Amyloid-like DNA bridging: a new mode of DNA shaping
Frank Wien, Marcos Gragera, Tatsuhito Matsuo, Gautier Moroy, M. Teresa Bueno-Carrasco, Rocío Arranz, Antoine Cossa, Anne Martel, Heloisa N. Bordallo, Svemir Rudić, Marisela Vélez, Johan R. C. van der Maarel, Judith Peters, Véronique Arluison
Abstract
All organisms depend on specific proteins to compact and organize their genomes. In eukaryotes, histones fulfil this role, while bacterial chromosomes are shaped by nucleoid-associated proteins (NAPs). Among its pleiotropic functions, the NAP Hfq plays a pivotal role in bacterial genome organization.
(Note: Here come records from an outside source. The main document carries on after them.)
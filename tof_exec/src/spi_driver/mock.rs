//! Scripted SPI bus for exercising the driver without hardware.
//!
//! Responses are queued with [`MockSpi::inject_response`] and handed out one per transfer. A
//! transfer with nothing queued reads back all zeros, which is what an unpowered board looks like.
//! Every outgoing buffer is recorded and can be inspected with [`MockSpi::written`].

use std::{
    collections::VecDeque,
    sync::{Arc, Mutex},
};

use embedded_hal::blocking::spi::{Transfer, Write};

/// Cloneable handle to a shared scripted bus, so that a test can keep one handle while the
/// driver owns another.
#[derive(Clone, Default)]
pub struct MockSpi {
    inner: Arc<Mutex<MockSpiInner>>,
}

#[derive(Default)]
struct MockSpiInner {
    responses: VecDeque<Vec<u8>>,
    written: Vec<Vec<u8>>,
    fail_next: bool,
}

#[derive(Debug)]
pub enum MockSpiError {
    Disconnected,
}

impl MockSpi {
    pub fn new() -> Self {
        Self::default()
    }

    /// Queue the bytes the board will clock out on a future transfer.
    pub fn inject_response(&self, data: &[u8]) {
        self.lock().responses.push_back(data.to_vec());
    }

    /// Make the next exchange fail.
    pub fn fail_next(&self) {
        self.lock().fail_next = true;
    }

    /// Everything sent on the bus so far.
    pub fn written(&self) -> Vec<Vec<u8>> {
        self.lock().written.clone()
    }

    /// Number of responses which have not been consumed yet.
    pub fn pending_responses(&self) -> usize {
        self.lock().responses.len()
    }

    fn lock(&self) -> std::sync::MutexGuard<'_, MockSpiInner> {
        // A panicking test thread poisons the lock, the data is still fine to inspect
        match self.inner.lock() {
            Ok(g) => g,
            Err(poisoned) => poisoned.into_inner(),
        }
    }
}

impl Transfer<u8> for MockSpi {
    type Error = MockSpiError;

    fn transfer<'w>(&mut self, words: &'w mut [u8]) -> Result<&'w [u8], Self::Error> {
        let mut inner = self.lock();

        if inner.fail_next {
            inner.fail_next = false;
            return Err(MockSpiError::Disconnected);
        }

        inner.written.push(words.to_vec());

        let response = inner.responses.pop_front().unwrap_or_default();
        for (i, w) in words.iter_mut().enumerate() {
            *w = response.get(i).copied().unwrap_or(0);
        }

        Ok(words)
    }
}

impl Write<u8> for MockSpi {
    type Error = MockSpiError;

    fn write(&mut self, words: &[u8]) -> Result<(), Self::Error> {
        let mut inner = self.lock();

        if inner.fail_next {
            inner.fail_next = false;
            return Err(MockSpiError::Disconnected);
        }

        inner.written.push(words.to_vec());
        Ok(())
    }
}
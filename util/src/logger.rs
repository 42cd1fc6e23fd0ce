//! Generic logger utility functions

// ---------------------------------------------------------------------------
// IMPORTS
// ---------------------------------------------------------------------------

// External imports
use colored::{ColoredString, Colorize};
use log::{self, info};
use thiserror::Error;

// Internal imports
use crate::session;

// Re-exports
pub use log::LevelFilter;

// ---------------------------------------------------------------------------
// ENUMERATIONS
// ---------------------------------------------------------------------------

/// Errors associated with initialising the logger.
#[derive(Debug, Error)]
pub enum LoggerInitError {
    #[error("Expected a log level of at least `INFO`, found `{0}`")]
    InvalidMinLogLevel(log::LevelFilter),

    #[error("Error initialising the log file: {0}")]
    LogFileInitError(std::io::Error),

    #[error("An error occured while setting up the logger: {0}")]
    FernInitError(log::SetLoggerError),
}

// ---------------------------------------------------------------------------
// PUBLIC FUNCTIONS
// ---------------------------------------------------------------------------

/// Initialise the logger for this execution.
///
/// # Notes
///
/// - `min_level` must be at least `log::Level::Info`, so that warnings and errors from the
///   acquisition threads always reach the log file.
///
/// # Safety
///
/// - This function must only be called once to prevent corrupting logs.
pub fn logger_init(
    min_level: self::LevelFilter,
    session: &session::Session,
) -> Result<(), LoggerInitError> {
    if min_level < log::Level::Info {
        return Err(LoggerInitError::InvalidMinLogLevel(min_level));
    }

    let log_file = fern::log_file(session.log_file_path.clone())
        .map_err(LoggerInitError::LogFileInitError)?;

    // Setup the logger using fern's builder pattern
    fern::Dispatch::new()
        .format(|out, message, record| {
            // If debug or trace include the target, otherwise don't include it
            if record.level() > log::Level::Info {
                out.finish(format_args!(
                    "[{:10.6} {}] {}: {}",
                    session::get_elapsed_seconds(),
                    level_to_str(record.level()),
                    record.target(),
                    message
                ))
            } else {
                out.finish(format_args!(
                    "[{:10.6} {}] {}",
                    session::get_elapsed_seconds(),
                    level_to_str(record.level()),
                    message
                ))
            }
        })
        .level(min_level)
        .level_for("rustyline", LevelFilter::Warn)
        .chain(std::io::stdout())
        .chain(log_file)
        .apply()
        .map_err(LoggerInitError::FernInitError)?;

    info!("Logging initialised");
    info!("    Session epoch: {}", session::get_epoch());
    info!("    Log level: {:?}", min_level);
    info!("    Log file path: {:?}", session.log_file_path);

    Ok(())
}

// ---------------------------------------------------------------------------
// PRIVATE FUNCTIONS
// ---------------------------------------------------------------------------

/// Get the string representation of a log level
fn level_to_str(level: log::Level) -> ColoredString {
    match level {
        log::Level::Trace => "TRC".dimmed().italic(),
        log::Level::Debug => "DBG".dimmed(),
        log::Level::Info => "INF".normal(),
        log::Level::Warn => "WRN".yellow(),
        log::Level::Error => "ERR".red().bold(),
    }
}
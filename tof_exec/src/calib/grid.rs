//! Measured lens calibration for one quadrant of the image.
//!
//! Each point gives the pixel a known direction lands on and that direction's horizontal and
//! vertical angle from the optical axis in degrees. Rows run from the top edge of the image down
//! to the horizontal centre line (row 29), columns from the left edge to the vertical centre line
//! (column 80).

/// Number of measured rows.
pub const GRID_ROWS: usize = 7;

/// Number of measured points in each row.
pub const GRID_COLS: usize = 6;

/// A single measured calibration point.
#[derive(Debug, Clone, Copy, PartialEq)]
pub struct CalibGridPoint {
    pub sens_x: i32,
    pub sens_y: i32,
    pub ang_x: f32,
    pub ang_y: f32,
}

const fn pt(sens_x: i32, sens_y: i32, ang_x: f32, ang_y: f32) -> CalibGridPoint {
    CalibGridPoint {
        sens_x,
        sens_y,
        ang_x,
        ang_y,
    }
}

/// The top-left quadrant of the sensor lens.
#[rustfmt::skip]
pub const LENS_QUADRANT_GRID: [[CalibGridPoint; GRID_COLS]; GRID_ROWS] = [
    [pt(12,  2, 50.0, 25.0), pt(19,  1, 45.0, 25.0), pt(28,  0, 40.0, 25.0), pt(43, -1, 30.0, 25.0), pt(62, -2, 15.0, 25.0), pt(80, -2, 0.0, 25.0)],
    [pt(11,  5, 50.0, 22.5), pt(19,  4, 45.0, 22.5), pt(27,  3, 40.0, 22.5), pt(42,  2, 30.0, 22.5), pt(62,  1, 15.0, 22.5), pt(80,  1, 0.0, 22.5)],
    [pt(11,  8, 50.0, 20.0), pt(19,  6, 45.0, 20.0), pt(27,  6, 40.0, 20.0), pt(42,  5, 30.0, 20.0), pt(62,  4, 15.0, 20.0), pt(80,  4, 0.0, 20.0)],
    [pt(10, 10, 50.0, 17.5), pt(18,  9, 45.0, 17.5), pt(27,  9, 40.0, 17.5), pt(42,  8, 30.0, 17.5), pt(62,  8, 15.0, 17.5), pt(80,  8, 0.0, 17.5)],
    [pt(10, 13, 50.0, 15.0), pt(18, 12, 45.0, 15.0), pt(27, 12, 40.0, 15.0), pt(42, 11, 30.0, 15.0), pt(62, 11, 15.0, 15.0), pt(80, 11, 0.0, 15.0)],
    [pt(10, 19, 50.0, 10.0), pt(18, 18, 45.0, 10.0), pt(26, 18, 40.0, 10.0), pt(42, 17, 30.0, 10.0), pt(62, 17, 15.0, 10.0), pt(80, 17, 0.0, 10.0)],
    [pt(10, 29, 50.0,  0.0), pt(18, 29, 45.0,  0.0), pt(26, 29, 40.0,  0.0), pt(42, 29, 30.0,  0.0), pt(62, 29, 15.0,  0.0), pt(80, 29, 0.0,  0.0)],
];
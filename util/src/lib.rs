//! Utility library for the ToF point cloud software

// ---------------------------------------------------------------------------
// MODULES
// ---------------------------------------------------------------------------

pub mod host;
pub mod logger;
pub mod maths;
pub mod params;
pub mod session;
pub mod time;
In this study, we characterized the structure of the C-terminal extension of Hfq, which mediates chromosomal compaction, in its DNA-bound state. Using an integrative approach that combined transmission electron microscopy, neutron scattering, site-directed mutagenesis, and molecular modeling, we identified an amyloid module formed by the C-terminal region of Hfq. This module uniquely bridges and compacts six DNA molecules, marking the first documented instance of an amyloid structure with DNA-bridging properties. Our findings redefine the functional landscape of amyloids, linking them to genome architecture and gene regulation. This result suggests that amyloid-DNA interactions may represent a conserved mechanism across biological systems, with profound implications for understanding genome organization and the regulation of gene expression in both prokaryotes and eukaryotes.